Listed records
════════════════════

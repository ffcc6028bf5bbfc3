//! Fire-and-forget and dependent async tasks.
//!
//! Async tasks have no graph-level edges. Dependent async tasks gain
//! dynamic strong edges on other dependent async tasks at creation time:
//! a predecessor that already finished contributes nothing. The edge
//! registration and the finishing side serialise on the predecessor's
//! successor lock, so an edge is either observed by the finisher's drain or
//! skipped because the state was already final.

use std::panic::{catch_unwind, resume_unwind, AssertUnwindSafe};
use std::sync::atomic::Ordering;
use std::sync::Arc;

use weft_core::types::IntoTaskParams;
use weft_core::{RuntimeError, TaskParams};

use crate::executor::Executor;
use crate::future::{promise_pair, TaskFuture};
use crate::graph::node::{astate, AnchorGuard, AsyncWork, Node, Work};
use crate::pool;
use crate::runtime::Runtime;

/// Handle to a dependent async task; cloneable, usable as a predecessor of
/// later dependent async tasks. The node is recycled once the task has run
/// and all handles are gone.
#[derive(Clone)]
pub struct AsyncTask {
    pub(crate) node: Arc<Node>,
}

impl AsyncTask {
    /// True once the task's body has finished.
    pub fn is_done(&self) -> bool {
        self.node.async_state.load(Ordering::Acquire) == astate::FINISHED
    }

    pub fn name(&self) -> String {
        self.node.name()
    }
}

impl std::fmt::Debug for AsyncTask {
    fn fmt(&self, f: &mut std::fmt::Formatter<'_>) -> std::fmt::Result {
        f.debug_struct("AsyncTask")
            .field("name", &self.name())
            .field("done", &self.is_done())
            .finish()
    }
}

/// Adapts a `FnOnce` body to the stored `FnMut` form.
pub(crate) fn once_work<F>(f: F) -> AsyncWork
where
    F: FnOnce() + Send + 'static,
{
    let mut slot = Some(f);
    AsyncWork::Plain(Box::new(move || {
        if let Some(f) = slot.take() {
            f();
        }
    }))
}

pub(crate) fn once_runtime_work<F>(f: F) -> AsyncWork
where
    F: FnOnce(&mut Runtime<'_>) + Send + 'static,
{
    let mut slot = Some(f);
    AsyncWork::WithRuntime(Box::new(move |rt| {
        if let Some(f) = slot.take() {
            f(rt);
        }
    }))
}

/// Wraps a value-returning body so its result (or panic) lands in the
/// paired future before the scheduler sees the outcome.
fn promising_work<F, R>(f: F) -> (AsyncWork, TaskFuture<R>)
where
    F: FnOnce() -> R + Send + 'static,
    R: Send + 'static,
{
    let (promise, future) = promise_pair();
    let work = once_work(move || match catch_unwind(AssertUnwindSafe(f)) {
        Ok(value) => promise.complete(Ok(value)),
        Err(payload) => {
            promise.complete(Err(RuntimeError::from_panic("", payload.as_ref())));
            resume_unwind(payload);
        }
    });
    (work, future)
}

impl Executor {
    // ---- fire-and-forget ------------------------------------------------

    /// Submits a detached task.
    pub fn silent_async<F>(&self, f: F)
    where
        F: FnOnce() + Send + 'static,
    {
        self.silent_async_with((), f);
    }

    /// Submits a detached task with a name or full parameters.
    pub fn silent_async_with<P, F>(&self, params: P, f: F)
    where
        P: IntoTaskParams,
        F: FnOnce() + Send + 'static,
    {
        self.spawn_detached(params.into_task_params(), Work::Async(once_work(f)));
    }

    /// Submits a detached task that receives the runtime token.
    pub fn silent_async_runtime<F>(&self, f: F)
    where
        F: FnOnce(&mut Runtime<'_>) + Send + 'static,
    {
        self.spawn_detached(TaskParams::default(), Work::Async(once_runtime_work(f)));
    }

    /// Submits a detached task that may preempt itself; the body is
    /// re-entered with `is_first` false when its nested work finishes.
    pub fn silent_async_resumable<F>(&self, f: F)
    where
        F: FnMut(&mut Runtime<'_>, bool) + Send + 'static,
    {
        self.spawn_detached(
            TaskParams::default(),
            Work::Async(AsyncWork::Resumable(Box::new(f))),
        );
    }

    /// Submits a detached task and returns a future for its result.
    pub fn async_task<F, R>(&self, f: F) -> TaskFuture<R>
    where
        F: FnOnce() -> R + Send + 'static,
        R: Send + 'static,
    {
        let (work, future) = promising_work(f);
        self.spawn_detached(TaskParams::default(), Work::Async(work));
        future
    }

    fn spawn_detached(&self, params: TaskParams, work: Work) {
        let node = pool::animate(params, work);
        self.bump_in_flight();
        self.schedule(node);
    }

    // ---- dependent async ------------------------------------------------

    /// Submits an async task ordered after `predecessors`.
    pub fn silent_dependent_async<F>(&self, f: F, predecessors: &[AsyncTask]) -> AsyncTask
    where
        F: FnOnce() + Send + 'static,
    {
        self.spawn_dependent(TaskParams::default(), once_work(f), predecessors)
    }

    /// Like [`silent_dependent_async`](Self::silent_dependent_async) with a
    /// name or full parameters.
    pub fn silent_dependent_async_with<P, F>(
        &self,
        params: P,
        f: F,
        predecessors: &[AsyncTask],
    ) -> AsyncTask
    where
        P: IntoTaskParams,
        F: FnOnce() + Send + 'static,
    {
        self.spawn_dependent(params.into_task_params(), once_work(f), predecessors)
    }

    /// Submits an async task ordered after `predecessors`, returning both
    /// the handle and a future for the body's result.
    pub fn dependent_async<F, R>(
        &self,
        f: F,
        predecessors: &[AsyncTask],
    ) -> (AsyncTask, TaskFuture<R>)
    where
        F: FnOnce() -> R + Send + 'static,
        R: Send + 'static,
    {
        let (work, future) = promising_work(f);
        let task = self.spawn_dependent(TaskParams::default(), work, predecessors);
        (task, future)
    }

    fn spawn_dependent(
        &self,
        params: TaskParams,
        work: AsyncWork,
        predecessors: &[AsyncTask],
    ) -> AsyncTask {
        let node = pool::animate(params, Work::DependentAsync(work));

        // Creation reference: the node cannot launch while edges are still
        // being registered.
        node.join_counter.store(1, Ordering::Relaxed);
        for predecessor in predecessors {
            let pred = &predecessor.node;
            let mut successors = pred.successors.lock();
            // Anything not yet final will drain its successor list under
            // this same lock; a finished predecessor contributes nothing.
            if pred.async_state.load(Ordering::Acquire) != astate::FINISHED {
                node.join_counter.fetch_add(1, Ordering::Relaxed);
                successors.push(Arc::clone(&node));
            }
        }

        self.bump_in_flight();
        let previous = node.join_counter.fetch_sub(1, Ordering::AcqRel);
        debug_assert!(previous > 0, "creation reference already released");
        if previous == 1 {
            self.schedule(Arc::clone(&node));
        }
        AsyncTask { node }
    }

    // ---- teardown -------------------------------------------------------

    /// Completion path for both async variants: publish the final state,
    /// release dynamic dependents, close the accounting entry, recycle.
    pub(crate) fn tear_down_async(&self, _worker: usize, node: Arc<Node>) {
        if node.task_type() == weft_core::TaskType::DependentAsync {
            let drained: Vec<Arc<Node>> = {
                let mut successors = node.successors.lock();
                node.async_state.store(astate::FINISHED, Ordering::Release);
                successors.drain(..).collect()
            };
            for successor in drained {
                let previous = successor.join_counter.fetch_sub(1, Ordering::AcqRel);
                debug_assert!(previous > 0, "dependent async released twice");
                if previous == 1 {
                    self.schedule(successor);
                }
            }
        }

        if let Some(parent) = node.parent.lock().upgrade() {
            // The parent may be finishing its own corun on another worker
            // right now; hold it until the decrement lands.
            let _anchor = AnchorGuard::new(&parent);
            let previous = parent.join_counter.fetch_sub(1, Ordering::AcqRel);
            debug_assert!(previous > 0, "child counter of '{}' underflowed", parent.name());
            if previous == 1 && parent.is_preempted() {
                self.schedule(Arc::clone(&parent));
            }
        }

        // Every async node, attached or detached, holds one in-flight unit.
        self.dec_in_flight();
        pool::recycle(node);
    }
}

════════════════════

The task
Take the lines above from the one containing "pub struct AsyncTask" to the one containing "a name or full parameters." and retype them exactly, both ends included, with nothing added.

Written solution
pub struct AsyncTask {
    pub(crate) node: Arc<Node>,
}

impl AsyncTask {
    /// True once the task's body has finished.
    pub fn is_done(&self) -> bool {
        self.node.async_state.load(Ordering::Acquire) == astate::FINISHED
    }

    pub fn name(&self) -> String {
        self.node.name()
    }
}

impl std::fmt::Debug for AsyncTask {
    fn fmt(&self, f: &mut std::fmt::Formatter<'_>) -> std::fmt::Result {
        f.debug_struct("AsyncTask")
            .field("name", &self.name())
            .field("done", &self.is_done())
            .finish()
    }
}

/// Adapts a `FnOnce` body to the stored `FnMut` form.
pub(crate) fn once_work<F>(f: F) -> AsyncWork
where
    F: FnOnce() + Send + 'static,
{
    let mut slot = Some(f);
    AsyncWork::Plain(Box::new(move || {
        if let Some(f) = slot.take() {
            f();
        }
    }))
}

pub(crate) fn once_runtime_work<F>(f: F) -> AsyncWork
where
    F: FnOnce(&mut Runtime<'_>) + Send + 'static,
{
    let mut slot = Some(f);
    AsyncWork::WithRuntime(Box::new(move |rt| {
        if let Some(f) = slot.take() {
            f(rt);
        }
    }))
}

/// Wraps a value-returning body so its result (or panic) lands in the
/// paired future before the scheduler sees the outcome.
fn promising_work<F, R>(f: F) -> (AsyncWork, TaskFuture<R>)
where
    F: FnOnce() -> R + Send + 'static,
    R: Send + 'static,
{
    let (promise, future) = promise_pair();
    let work = once_work(move || match catch_unwind(AssertUnwindSafe(f)) {
        Ok(value) => promise.complete(Ok(value)),
        Err(payload) => {
            promise.complete(Err(RuntimeError::from_panic("", payload.as_ref())));
            resume_unwind(payload);
        }
    });
    (work, future)
}

impl Executor {
    // ---- fire-and-forget ------------------------------------------------

    /// Submits a detached task.
    pub fn silent_async<F>(&self, f: F)
    where
        F: FnOnce() + Send + 'static,
    {
        self.silent_async_with((), f);
    }

    /// Submits a detached task with a name or full parameters.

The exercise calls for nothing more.